* What you have to do: Your response must be made up of each line in the data below that contains the string "Debug".

--------

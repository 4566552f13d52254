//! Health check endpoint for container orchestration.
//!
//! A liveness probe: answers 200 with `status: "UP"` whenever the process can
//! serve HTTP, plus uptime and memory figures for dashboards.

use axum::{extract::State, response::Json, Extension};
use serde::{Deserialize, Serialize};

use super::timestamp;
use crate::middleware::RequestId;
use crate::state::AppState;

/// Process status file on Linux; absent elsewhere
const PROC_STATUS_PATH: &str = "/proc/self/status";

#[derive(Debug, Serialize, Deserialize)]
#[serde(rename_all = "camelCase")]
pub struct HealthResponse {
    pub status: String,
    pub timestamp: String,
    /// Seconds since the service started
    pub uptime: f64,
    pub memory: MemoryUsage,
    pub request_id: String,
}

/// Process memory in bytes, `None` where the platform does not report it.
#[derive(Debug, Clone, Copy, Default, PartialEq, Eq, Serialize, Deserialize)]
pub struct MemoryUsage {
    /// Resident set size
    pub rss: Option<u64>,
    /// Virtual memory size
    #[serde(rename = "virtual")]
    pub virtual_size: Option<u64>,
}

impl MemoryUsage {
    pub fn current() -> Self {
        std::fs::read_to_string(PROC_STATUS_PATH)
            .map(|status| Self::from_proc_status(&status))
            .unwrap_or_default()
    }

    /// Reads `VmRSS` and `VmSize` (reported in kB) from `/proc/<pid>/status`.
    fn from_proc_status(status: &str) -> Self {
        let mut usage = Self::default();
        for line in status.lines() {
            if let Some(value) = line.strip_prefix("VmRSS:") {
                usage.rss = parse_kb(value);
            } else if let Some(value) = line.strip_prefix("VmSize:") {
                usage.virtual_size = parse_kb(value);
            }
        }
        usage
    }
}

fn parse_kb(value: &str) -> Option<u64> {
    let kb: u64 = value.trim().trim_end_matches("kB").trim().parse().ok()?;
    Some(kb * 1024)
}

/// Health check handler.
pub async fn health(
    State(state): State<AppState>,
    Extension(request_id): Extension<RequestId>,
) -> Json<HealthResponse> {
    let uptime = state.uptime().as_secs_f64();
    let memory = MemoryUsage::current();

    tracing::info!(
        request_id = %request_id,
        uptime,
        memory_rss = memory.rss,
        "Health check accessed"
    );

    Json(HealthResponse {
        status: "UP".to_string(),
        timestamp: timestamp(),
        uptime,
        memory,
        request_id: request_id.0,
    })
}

--------

* Result of the task:
#[derive(Debug, Serialize, Deserialize)]
#[derive(Debug, Clone, Copy, Default, PartialEq, Eq, Serialize, Deserialize)]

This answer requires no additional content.